Resident: The president, the mayor, they've all failed us. And they never told us.
Resident: They have to tell the resident of the community ahead of time. And then, we have to negotiate how to deal with this, and we have to protect the community first.
Ramos: We also meet Jesus, a 24-year-old Colombian who made the journey through the jungle of the Darién Gap, and later through Mexico on top of a train to make it to Ciudad Juárez.

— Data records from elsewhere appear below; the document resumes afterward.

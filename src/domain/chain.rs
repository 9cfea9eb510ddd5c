//! 多链配置模块
//!
//! 定义所有支持的区块链、结算合约与代币目录

#[cfg(test)]
#[path = "chain/tests.rs"]
mod tests;

use std::collections::HashMap;

use serde::{Deserialize, Serialize};

use crate::error::AppError;

/// EVM原生代币哨兵地址（全零地址表示链原生币，而非合约代币）
pub const NATIVE_TOKEN_ADDRESS: &str = "0x0000000000000000000000000000000000000000";

/// 链家族
///
/// 三种互斥的交易组装路径，批量转账在每条路径上调用不同形态的结算合约
#[derive(Debug, Clone, Copy, PartialEq, Eq, Hash, Serialize, Deserialize, utoipa::ToSchema)]
#[serde(rename_all = "lowercase")]
pub enum ChainFamily {
    /// EVM系（Polygon, BNB Chain, Educhain, Sonic）
    Evm,
    /// Aptos Move
    Aptos,
    /// Stellar Soroban
    Stellar,
}

/// 家族特定的网络标识
#[derive(Debug, Clone, PartialEq, Serialize, Deserialize, utoipa::ToSchema)]
#[serde(tag = "kind", rename_all = "lowercase")]
pub enum NetworkRef {
    /// EIP-155 链ID
    Evm { chain_id: u64 },
    /// Move模块地址 + 钱包上报的网络名（用于WrongNetwork校验）
    Aptos {
        module_address: String,
        network_name: String,
    },
    /// Stellar网络口令
    Stellar { network_passphrase: String },
}

/// 代币配置
#[derive(Debug, Clone, PartialEq, Serialize, Deserialize, utoipa::ToSchema)]
pub struct Token {
    /// 代币符号 (USDT, USDC, MATIC, ...)
    pub symbol: String,
    /// 合约地址或Soroban合约ID；原生币使用哨兵地址
    pub address: String,
    /// 小数位数，选中后在整个请求生命周期内固定
    pub decimals: u32,
    /// 展示名（可选）
    #[serde(skip_serializing_if = "Option::is_none")]
    pub display_name: Option<String>,
}

impl Token {
    pub fn new(symbol: &str, address: &str, decimals: u32) -> Self {
        Self {
            symbol: symbol.to_string(),
            address: address.to_string(),
            decimals,
            display_name: None,
        }
    }

    /// 该代币是否为链原生币
    pub fn is_native(&self, family: ChainFamily) -> bool {
        match family {
            ChainFamily::Evm => {
                self.address.eq_ignore_ascii_case(NATIVE_TOKEN_ADDRESS)
                    // 部分链（如Polygon）用预编译地址标记原生币
                    || self.address.eq_ignore_ascii_case(
                        "0x0000000000000000000000000000000000001010",
                    )
            }
            // Aptos/Stellar路径的结算合约只接受目录里登记的代币，
            // 以目录序首位作为原生标记
            ChainFamily::Aptos => self.address == "0x1::aptos_coin::AptosCoin",
            ChainFamily::Stellar => self.symbol == "XLM",
        }
    }
}

/// 链配置
#[derive(Debug, Clone, Serialize, Deserialize, utoipa::ToSchema)]
pub struct Chain {
    /// 注册表键（稳定、可作路由参数）
    pub key: String,
    /// 链名称
    pub name: String,
    /// 链家族（决定组装路径）
    pub family: ChainFamily,
    /// 网络标识
    pub network: NetworkRef,
    /// RPC端点
    pub rpc_url: String,
    /// 结算合约地址（bulkTransfer / bulk_payroll::bulk_transfer / Soroban合约）
    pub settlement_contract: String,
    /// 代币目录（有序，首位为默认代币）
    pub tokens: Vec<Token>,
    /// 区块浏览器
    pub block_explorer_url: String,
}

impl Chain {
    /// EVM链ID（仅EVM家族有效）
    pub fn evm_chain_id(&self) -> Option<u64> {
        match &self.network {
            NetworkRef::Evm { chain_id } => Some(*chain_id),
            _ => None,
        }
    }

    /// 按符号查找代币
    pub fn token(&self, symbol: &str) -> Result<&Token, AppError> {
        self.tokens
            .iter()
            .find(|t| t.symbol.eq_ignore_ascii_case(symbol))
            .ok_or_else(|| {
                AppError::token_not_supported(format!(
                    "Token {} is not configured on chain {}",
                    symbol, self.key
                ))
            })
    }
}

/// 链配置注册表
///
/// 进程启动时构建一次，之后只读。未知链键属于调用方编程错误，
/// 仅令当前操作失败，不做重试。
pub struct ChainRegistry {
    chains: Vec<Chain>,
    index: HashMap<String, usize>,
}

impl ChainRegistry {
    /// 创建预配置的注册表
    pub fn new() -> Self {
        let mut registry = Self {
            chains: Vec::new(),
            index: HashMap::new(),
        };
        registry.register_default_chains();
        registry
    }

    /// 注册一条链
    ///
    /// 不变式：代币目录非空；至多一个原生哨兵代币。违反视为配置错误，
    /// 拒绝注册并记录日志。
    pub fn register(&mut self, chain: Chain) {
        if chain.tokens.is_empty() {
            tracing::error!(chain = %chain.key, "Rejecting chain with empty token catalog");
            return;
        }
        let native_count = chain
            .tokens
            .iter()
            .filter(|t| t.is_native(chain.family))
            .count();
        if native_count > 1 {
            tracing::error!(
                chain = %chain.key,
                native_count,
                "Rejecting chain with more than one native sentinel token"
            );
            return;
        }
        if self.index.contains_key(&chain.key) {
            tracing::error!(chain = %chain.key, "Rejecting duplicate chain key");
            return;
        }

        self.index.insert(chain.key.clone(), self.chains.len());
        self.chains.push(chain);
    }

    /// 有序列出全部链
    pub fn list(&self) -> &[Chain] {
        &self.chains
    }

    /// 按键查找链
    pub fn get(&self, key: &str) -> Result<&Chain, AppError> {
        self.index
            .get(key)
            .map(|&i| &self.chains[i])
            .ok_or_else(|| {
                AppError::chain_not_supported(format!("Unknown chain: {}", key))
            })
    }

    /// 链的默认代币（目录首位）
    ///
    /// 切换链后前端应重置为该代币。注册时已保证目录非空。
    pub fn default_token<'a>(&self, chain: &'a Chain) -> &'a Token {
        &chain.tokens[0]
    }

    fn register_default_chains(&mut self) {
        // ---- EVM ----
        self.register(Chain {
            key: "polygon".into(),
            name: "Polygon Mainnet".into(),
            family: ChainFamily::Evm,
            network: NetworkRef::Evm { chain_id: 137 },
            rpc_url: "https://polygon-rpc.com".into(),
            settlement_contract: "0x0000000000000000000000000000000000000000".into(),
            tokens: vec![
                Token::new("MATIC", "0x0000000000000000000000000000000000001010", 18),
                Token::new("USDT", "0xc2132D05D31c914a87C6611C10748AEb04B58e8F", 6),
                Token::new("USDC", "0x2791Bca1f2de4661ED88A30C99A7a9449Aa84174", 6),
            ],
            block_explorer_url: "https://polygonscan.com".into(),
        });
        self.register(Chain {
            key: "polygon-amoy".into(),
            name: "Polygon Amoy Testnet".into(),
            family: ChainFamily::Evm,
            network: NetworkRef::Evm { chain_id: 80002 },
            rpc_url: "https://rpc-amoy.polygon.technology".into(),
            settlement_contract: "0x0000000000000000000000000000000000000000".into(),
            tokens: vec![
                Token::new("MATIC", "0x0000000000000000000000000000000000001010", 18),
                Token::new("TUSDT", "0x2655783ed6c47Fd312D1204712A804821899E1A3", 6),
                Token::new("USDC", "0x41E94Eb019C0762f9Bfcf9Fb1E58725BfB0e7582", 6),
            ],
            block_explorer_url: "https://amoy.polygonscan.com".into(),
        });
        self.register(Chain {
            key: "bnb".into(),
            name: "BNB Chain Mainnet".into(),
            family: ChainFamily::Evm,
            network: NetworkRef::Evm { chain_id: 56 },
            rpc_url: "https://bsc-dataseed.bnbchain.org".into(),
            settlement_contract: "0x0000000000000000000000000000000000000000".into(),
            tokens: vec![
                Token::new("BNB", NATIVE_TOKEN_ADDRESS, 18),
                Token::new("USDT", "0x55d398326f99059fF775485246999027B3197955", 6),
                Token::new("USDC", "0x8AC76a51cc950d9822D68b83fE1Ad97B32Cd580d", 6),
            ],
            block_explorer_url: "https://bscscan.com".into(),
        });
        self.register(Chain {
            key: "bnb-testnet".into(),
            name: "BNB Chain Testnet".into(),
            family: ChainFamily::Evm,
            network: NetworkRef::Evm { chain_id: 97 },
            rpc_url: "https://data-seed-prebsc-1-s1.binance.org:8545".into(),
            settlement_contract: "0x2c137aC6Bc804A9F798053347802F489F0025768".into(),
            tokens: vec![
                Token::new("BNB", NATIVE_TOKEN_ADDRESS, 18),
                Token::new("USDT", "0x337610d27c682e347c9cd60bd4b3b107c9d34ddd", 18),
                Token::new("USDC", "0x0a385f86059e0b2a048171d78afd1f38558121f3", 18),
            ],
            block_explorer_url: "https://testnet.bscscan.com".into(),
        });
        self.register(Chain {
            key: "educhain".into(),
            name: "Educhain Mainnet".into(),
            family: ChainFamily::Evm,
            network: NetworkRef::Evm { chain_id: 41923 },
            rpc_url: "https://rpc.edu-chain.raas.gelato.cloud".into(),
            settlement_contract: "0x0000000000000000000000000000000000000000".into(),
            tokens: vec![
                Token::new("EDU", NATIVE_TOKEN_ADDRESS, 18),
                Token::new("USDT", "0x7277Cc818e3F3FfBb169c6Da9CC77Fc2d2a34895", 6),
                Token::new("USDC", "0x836d275563bAb5E93Fd6Ca62a95dB7065Da94342", 6),
            ],
            block_explorer_url: "https://educhain.blockscout.com".into(),
        });
        self.register(Chain {
            key: "educhain-testnet".into(),
            name: "Educhain Testnet".into(),
            family: ChainFamily::Evm,
            network: NetworkRef::Evm { chain_id: 656476 },
            rpc_url: "https://rpc.open-campus-codex.gelato.digital".into(),
            settlement_contract: "0x0000000000000000000000000000000000000000".into(),
            tokens: vec![
                Token::new("EDU", NATIVE_TOKEN_ADDRESS, 18),
                Token::new("USDT", "0xBCe9628e89eC686C9E1878065bec04b45DBD0B40", 6),
                Token::new("USDC", "0x77721D19BDfc67fe8cc46ddaa3cc4C94e6826E3C", 6),
            ],
            block_explorer_url: "https://edu-chain-testnet.blockscout.com".into(),
        });
        self.register(Chain {
            key: "sonic-blaze".into(),
            name: "Sonic Blaze Testnet".into(),
            family: ChainFamily::Evm,
            network: NetworkRef::Evm { chain_id: 57054 },
            rpc_url: "https://rpc.blaze.soniclabs.com".into(),
            settlement_contract: "0x60F733b4F6eCa0Cf196397C7b9f805f36AEc9E27".into(),
            tokens: vec![Token::new("S", NATIVE_TOKEN_ADDRESS, 18)],
            block_explorer_url: "https://testnet.sonicscan.org".into(),
        });

        // ---- Aptos ----
        self.register(Chain {
            key: "aptos-testnet".into(),
            name: "Aptos Testnet".into(),
            family: ChainFamily::Aptos,
            network: NetworkRef::Aptos {
                module_address:
                    "0xc86d8882ad5f59d399d3c7cc365282e439618494090a21e9b33a947d480c6ae2"
                        .into(),
                network_name: "testnet".into(),
            },
            rpc_url: "https://fullnode.testnet.aptoslabs.com/v1".into(),
            settlement_contract:
                "0xc86d8882ad5f59d399d3c7cc365282e439618494090a21e9b33a947d480c6ae2"
                    .into(),
            tokens: vec![Token::new("APT", "0x1::aptos_coin::AptosCoin", 8)],
            block_explorer_url: "https://explorer.aptoslabs.com".into(),
        });

        // ---- Stellar ----
        self.register(Chain {
            key: "stellar-testnet".into(),
            name: "Stellar Testnet".into(),
            family: ChainFamily::Stellar,
            network: NetworkRef::Stellar {
                network_passphrase: "Test SDF Network ; September 2015".into(),
            },
            rpc_url: "https://soroban-testnet.stellar.org".into(),
            settlement_contract:
                "CAAX52OHYPSYCUFTEO4FHQL345SYQD6D7JAGSPOFNMXXQJXO6DAHN3QR".into(),
            tokens: vec![
                Token::new(
                    "XLM",
                    "CDLZFC3SYJYDZT7K67VZ75HPJVIEUVNIXF47ZG2FB2RMQQVU2HHGCYSC",
                    7,
                ),
                Token::new(
                    "USDC",
                    "CBIELTK6YBZJU5UP2WWQEUCYKLPU6AUNZ2BQ4WWFEIE3USCIHMXQDAMA",
                    7,
                ),
            ],
            block_explorer_url: "https://stellar.expert/explorer/testnet".into(),
        });
    }
}

impl Default for ChainRegistry {
    fn default() -> Self {
        Self::new()
    }
}

/// Soroban批量合约的WASM哈希，合约客户端实例化时固定绑定
pub const STELLAR_BULK_WASM_HASH: &str =
    "0ebde7a3d59aa065fb48d9cb48922abab601783216b9733f74071b441bb16a2a";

Jesus: [Speaking in Spanish] I want to apply for asylum, so that I can get a work permit. But I haven't been able to go through the asylum process because I have no way of paying for a lawyer right now, you know.
Ramos: The motivation behind it all: sending money to his nine nieces and nephews.
Jesus: [Speaking in Spanish] They have the same childhood that I had. You know what I mean, it was painful. Because I would go to school with no money. Sometimes I would go without eating. So I would like to change their story. I don’t want them to live what I lived.
Ramos: Jesus is focusing on taking English classes.
Jesus: [Speaking in Spanish] I see myself here, working. I like music. I like music. I wrote a song that I would like to record here in New York.
Ramos: But it's here, in New York, where he thinks he will achieve his dream of being an artist.
Jesus: [Singing in Spanish] A minimum wage won’t be enough for all I’ve always wanted. In reality, it depends on limits and challenges. I defied them and never stopped. I told myself I would get far, and I made it. I’m not in Malta anymore, I’m in New York enjoying the summer, the beach, and the sun.